* **Work task**
Somewhere below are a line with "let measured = psu.query_actual_values().unwrap();" and a later line with "fn sequence(psu: &mut". Output exactly those lines and all lines between them.

* **Input records**

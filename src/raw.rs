//! Requests written out by hand as hex, the way device manuals and bench scripts list them.
//!
//! A command is the slave address, function code and payload without the CRC, e.g.
//! `11 06 00 03 01 F4` (set voltage to 5.00 V on slave `0x11`). Command lines add a
//! header: `index=slave|baud|data bits|description|hex`.

use core::str::FromStr;

use crate::{
    error::{EncodingError, RawCommandError},
    frame::{self, Frame, MAX_FRAME_LEN, MAX_WRITE_REGISTERS, Request},
    parser::Expect,
    types::FunctionCode,
};

#[derive(Debug, Clone, PartialEq, Eq)]
enum Payload {
    Read { address: u16, count: u16 },
    WriteSingle { address: u16, value: u16 },
    WriteMultiple {
        address: u16,
        values: heapless::Vec<u16, MAX_WRITE_REGISTERS>,
    },
}

/// A request decoded from hex.
#[derive(Debug, Clone, PartialEq, Eq)]
pub struct RawCommand {
    slave_address: u8,
    payload: Payload,
}

impl RawCommand {
    /// Decode whitespace separated (or contiguous) hex digits.
    pub fn from_hex(text: &str) -> Result<Self, RawCommandError> {
        let bytes = decode_hex(text)?;
        let [slave_address, function, payload @ ..] = bytes.as_slice() else {
            return Err(RawCommandError::Malformed);
        };
        let slave_address = *slave_address;
        let function =
            FunctionCode::try_from(*function).map_err(RawCommandError::UnsupportedFunction)?;

        let payload = match function {
            FunctionCode::ReadHoldingRegisters => {
                let &[a_hi, a_lo, c_hi, c_lo] = payload else {
                    return Err(RawCommandError::Malformed);
                };
                Payload::Read {
                    address: u16::from_be_bytes([a_hi, a_lo]),
                    count: u16::from_be_bytes([c_hi, c_lo]),
                }
            }
            FunctionCode::WriteSingleRegister => {
                let &[a_hi, a_lo, v_hi, v_lo] = payload else {
                    return Err(RawCommandError::Malformed);
                };
                Payload::WriteSingle {
                    address: u16::from_be_bytes([a_hi, a_lo]),
                    value: u16::from_be_bytes([v_hi, v_lo]),
                }
            }
            FunctionCode::WriteMultipleRegisters => {
                let [a_hi, a_lo, c_hi, c_lo, byte_count, data @ ..] = payload else {
                    return Err(RawCommandError::Malformed);
                };
                let count = u16::from_be_bytes([*c_hi, *c_lo]) as usize;
                if *byte_count as usize != data.len() || data.len() != 2 * count {
                    return Err(RawCommandError::Malformed);
                }
                let mut values = heapless::Vec::new();
                for pair in data.chunks_exact(2) {
                    values
                        .push(u16::from_be_bytes([pair[0], pair[1]]))
                        .map_err(|_| RawCommandError::Malformed)?;
                }
                Payload::WriteMultiple {
                    address: u16::from_be_bytes([*a_hi, *a_lo]),
                    values,
                }
            }
        };

        Ok(Self {
            slave_address,
            payload,
        })
    }

    /// Parse an `index=slave|baud|data bits|description|hex` line.
    pub fn from_line(line: &str) -> Result<CommandLine<'_>, RawCommandError> {
        CommandLine::parse(line)
    }

    pub fn slave_address(&self) -> u8 {
        self.slave_address
    }

    /// The same command addressed to `slave_address` instead.
    pub fn with_slave_address(self, slave_address: u8) -> Self {
        Self {
            slave_address,
            ..self
        }
    }

    pub fn request(&self) -> Request<'_> {
        match &self.payload {
            Payload::Read { address, count } => Request::ReadHoldingRegisters {
                address: *address,
                count: *count,
            },
            Payload::WriteSingle { address, value } => Request::WriteSingleRegister {
                address: *address,
                value: *value,
            },
            Payload::WriteMultiple { address, values } => Request::WriteMultipleRegisters {
                address: *address,
                count: values.len() as u16,
                values,
            },
        }
    }

    /// The command with its CRC appended.
    pub fn frame(&self) -> Result<Frame, EncodingError> {
        frame::build(self.slave_address, &self.request())
    }

    pub fn expect(&self) -> Expect {
        self.request().expect()
    }
}

impl FromStr for RawCommand {
    type Err = RawCommandError;

    fn from_str(s: &str) -> Result<Self, Self::Err> {
        Self::from_hex(s)
    }
}

/// One entry of a command list.
///
/// The line's slave field replaces the address in the hex, so `command` goes to that
/// slave. Baud rate and data bits are informational; the caller's link is used as is.
#[derive(Debug, Clone, PartialEq, Eq)]
pub struct CommandLine<'a> {
    pub index: u32,
    pub slave_address: u8,
    pub baud_rate: u32,
    pub data_bits: u8,
    pub description: &'a str,
    pub command: RawCommand,
}

impl<'a> CommandLine<'a> {
    pub fn parse(line: &'a str) -> Result<Self, RawCommandError> {
        let (index, rest) = line.trim().split_once('=').ok_or(RawCommandError::InvalidLine)?;
        let (slave_address, rest) = rest.split_once('|').ok_or(RawCommandError::InvalidLine)?;
        let (baud_rate, rest) = rest.split_once('|').ok_or(RawCommandError::InvalidLine)?;
        let (data_bits, rest) = rest.split_once('|').ok_or(RawCommandError::InvalidLine)?;
        // Descriptions may contain `|`; the hex is always the last field.
        let (description, hex) = rest.rsplit_once('|').ok_or(RawCommandError::InvalidLine)?;

        let slave_address = field(slave_address)?;
        Ok(Self {
            index: field(index)?,
            slave_address,
            baud_rate: field(baud_rate)?,
            data_bits: field(data_bits)?,
            description: description.trim(),
            command: RawCommand::from_hex(hex)?.with_slave_address(slave_address),
        })
    }
}

fn field<T: FromStr>(text: &str) -> Result<T, RawCommandError> {
    text.trim().parse().map_err(|_| RawCommandError::InvalidLine)
}

fn decode_hex(text: &str) -> Result<heapless::Vec<u8, MAX_FRAME_LEN>, RawCommandError> {
    let mut bytes = heapless::Vec::new();
    let mut high = None;
    for c in text.chars().filter(|c| !c.is_whitespace()) {
        let nibble = c.to_digit(16).ok_or(RawCommandError::InvalidHex)? as u8;
        match high.take() {
            None => high = Some(nibble),
            Some(high) => bytes
                .push((high << 4) | nibble)
                .map_err(|_| RawCommandError::Malformed)?,
        }
    }
    if high.is_some() {
        return Err(RawCommandError::InvalidHex);
    }
    Ok(bytes)
}
use std::env;

use fugit::ExtU32;
use hcp_psu::{HcpPsu, SequenceStep, raw::RawCommand};
use inquire::{Select, Text};
use serialport::SerialPort;

// Configuration constants - adjust these for your setup
const BAUD_RATE: u32 = 9600;
// The PSU can take a while to respond, a reasonably large time out is required.
const SERIAL_TIMEOUT_MS: u64 = 300;
const SLAVE_ADDRESS: u8 = 0x11;
const OUTPUT_VOLTAGE: f64 = 5.0;
const CURRENT_LIMIT: f64 = 1.2;
const OVP_VOLTAGE: f64 = 6.0;
const OCP_CURRENT: f64 = 1.5;
const STABILIZATION_DELAY_MS: u64 = 1000;

const WALKTHROUGH: &str = "Walk through set points and readback";
const SEQUENCE: &str = "Run a voltage sequence";
const RAW: &str = "Send raw command lines";

pub struct PortWrapper(Box<dyn SerialPort>);

#[derive(Debug)]
pub struct IoError(std::io::Error);

impl core::fmt::Display for IoError {
    fn fmt(&self, f: &mut core::fmt::Formatter<'_>) -> core::fmt::Result {
        write!(f, "{}", self.0)
    }
}

impl std::error::Error for IoError {
    fn source(&self) -> Option<&(dyn std::error::Error + 'static)> {
        Some(&self.0)
    }
}

impl embedded_io::Error for IoError {
    fn kind(&self) -> embedded_io::ErrorKind {
        match self.0.kind() {
            std::io::ErrorKind::NotFound => embedded_io::ErrorKind::NotFound,
            std::io::ErrorKind::PermissionDenied => embedded_io::ErrorKind::PermissionDenied,
            std::io::ErrorKind::ConnectionRefused => embedded_io::ErrorKind::ConnectionRefused,
            std::io::ErrorKind::ConnectionReset => embedded_io::ErrorKind::ConnectionReset,
            std::io::ErrorKind::ConnectionAborted => embedded_io::ErrorKind::ConnectionAborted,
            std::io::ErrorKind::NotConnected => embedded_io::ErrorKind::NotConnected,
            std::io::ErrorKind::AddrInUse => embedded_io::ErrorKind::AddrInUse,
            std::io::ErrorKind::AddrNotAvailable => embedded_io::ErrorKind::AddrNotAvailable,
            std::io::ErrorKind::BrokenPipe => embedded_io::ErrorKind::BrokenPipe,
            std::io::ErrorKind::AlreadyExists => embedded_io::ErrorKind::AlreadyExists,
            std::io::ErrorKind::InvalidInput => embedded_io::ErrorKind::InvalidInput,
            std::io::ErrorKind::InvalidData => embedded_io::ErrorKind::InvalidData,
            std::io::ErrorKind::TimedOut => embedded_io::ErrorKind::TimedOut,
            std::io::ErrorKind::Interrupted => embedded_io::ErrorKind::Interrupted,
            std::io::ErrorKind::Unsupported => embedded_io::ErrorKind::Unsupported,
            std::io::ErrorKind::OutOfMemory => embedded_io::ErrorKind::OutOfMemory,
            _ => embedded_io::ErrorKind::Other,
        }
    }
}

impl embedded_io::ErrorType for PortWrapper {
    type Error = IoError;
}

impl embedded_io::Read for PortWrapper {
    fn read(&mut self, buf: &mut [u8]) -> Result<usize, Self::Error> {
        std::io::Read::read(&mut self.0, buf).map_err(IoError)
    }
}

impl embedded_io::Write for PortWrapper {
    fn write(&mut self, buf: &[u8]) -> Result<usize, Self::Error> {
        std::io::Write::write(&mut self.0, buf).map_err(IoError)
    }

    fn flush(&mut self) -> Result<(), Self::Error> {
        std::io::Write::flush(&mut self.0).map_err(IoError)
    }
}

fn main() {
    // Get serial port from command line arg or interactive selection
    let port_name = env::args().nth(1).unwrap_or_else(|| {
        // List available serial ports
        let ports = serialport::available_ports().expect("Failed to enumerate serial ports");

        if ports.is_empty() {
            eprintln!("No serial ports found!");
            std::process::exit(1);
        }

        let port_names: Vec<String> = ports.iter().map(|p| p.port_name.clone()).collect();

        // Interactive selection
        Select::new("Select a serial port:", port_names)
            .prompt()
            .expect("Failed to select port")
    });

    println!("Using port: {}", port_name);

    // Open serial port
    let port = serialport::new(&port_name, BAUD_RATE)
        .timeout(std::time::Duration::from_millis(SERIAL_TIMEOUT_MS))
        .open()
        .expect("Failed to open serial port");

    // Create a PSU object
    let mut psu: HcpPsu<PortWrapper> =
        HcpPsu::new(PortWrapper(port), SLAVE_ADDRESS).expect("Invalid slave address");

    let mode = Select::new("What to do:", vec![WALKTHROUGH, SEQUENCE, RAW])
        .prompt()
        .expect("Failed to select mode");

    match mode {
        WALKTHROUGH => walkthrough(&mut psu),
        SEQUENCE => sequence(&mut psu),
        _ => raw_lines(&mut psu),
    }
}

fn walkthrough(psu: &mut HcpPsu<PortWrapper>) {
    psu.set_voltage(OUTPUT_VOLTAGE).unwrap();
    println!("Set output voltage to {}V", OUTPUT_VOLTAGE);

    psu.set_current(CURRENT_LIMIT).unwrap();
    println!("Set current limit to {}A", CURRENT_LIMIT);

    psu.set_protection_thresholds(OVP_VOLTAGE, OCP_CURRENT).unwrap();
    println!("Set OVP to {}V and OCP to {}A", OVP_VOLTAGE, OCP_CURRENT);

    psu.set_output_protection_flags(true, true, true).unwrap();
    println!("Output enabled with OVP/OCP armed");

    // Wait for output to stabilize
    std::thread::sleep(std::time::Duration::from_millis(STABILIZATION_DELAY_MS));

    println!("\n--- Settings ---");
    println!("{:#?}", psu.query_settings().unwrap());

    println!("\n--- Measured ---");
    let measured = psu.query_actual_values().unwrap();
    println!(
        "{:.2}V {:.3}A {:#?}",
        measured.voltage, measured.current, measured.status
    );

    psu.set_output(false).unwrap();
    println!("\nOutput disabled");
}

fn sequence(psu: &mut HcpPsu<PortWrapper>) {
    let steps = [
        SequenceStep {
            voltage: 3.3,
            current: 0.5,
            hold: 2.secs(),
        },
        SequenceStep {
            voltage: 5.0,
            current: 0.5,
            hold: 2.secs(),
        },
        SequenceStep {
            voltage: 12.0,
            current: 0.5,
            hold: 2.secs(),
        },
    ];

    let result = psu.run_sequence(&steps, |hold| {
        println!("Holding for {}ms", hold.to_millis());
        std::thread::sleep(std::time::Duration::from_millis(hold.to_millis().into()));
    });
    match result {
        Ok(()) => println!("Sequence complete, output disabled"),
        Err(err) => println!("Sequence aborted, output disabled: {}", err),
    }
}

fn raw_lines(psu: &mut HcpPsu<PortWrapper>) {
    println!("Enter `index=slave|baud|data bits|description|hex` lines, or bare hex. Empty line quits.");
    loop {
        let line = Text::new(">").prompt().expect("Failed to read line");
        let line = line.trim();
        if line.is_empty() {
            break;
        }

        let command = match RawCommand::from_line(line) {
            Ok(entry) => {
                println!("{}: {} (slave {})", entry.index, entry.description, entry.slave_address);
                entry.command
            }
            Err(_) => match RawCommand::from_hex(line) {
                Ok(command) => command,
                Err(err) => {
                    println!("Invalid command: {}", err);
                    continue;
                }
            },
        };

        match psu.send_raw(&command) {
            Ok(registers) if registers.is_empty() => println!("Acknowledged"),
            Ok(registers) => println!("Registers: {:04X?}", registers.as_slice()),
            Err(err) => println!("Failed: {}", err),
        }

        // Give the device time between commands.
        std::thread::sleep(std::time::Duration::from_millis(500));
    }
}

* **Expected answer**
    let measured = psu.query_actual_values().unwrap();
    println!(
        "{:.2}V {:.3}A {:#?}",
        measured.voltage, measured.current, measured.status
    );

    psu.set_output(false).unwrap();
    println!("\nOutput disabled");
}

fn sequence(psu: &mut HcpPsu<PortWrapper>) {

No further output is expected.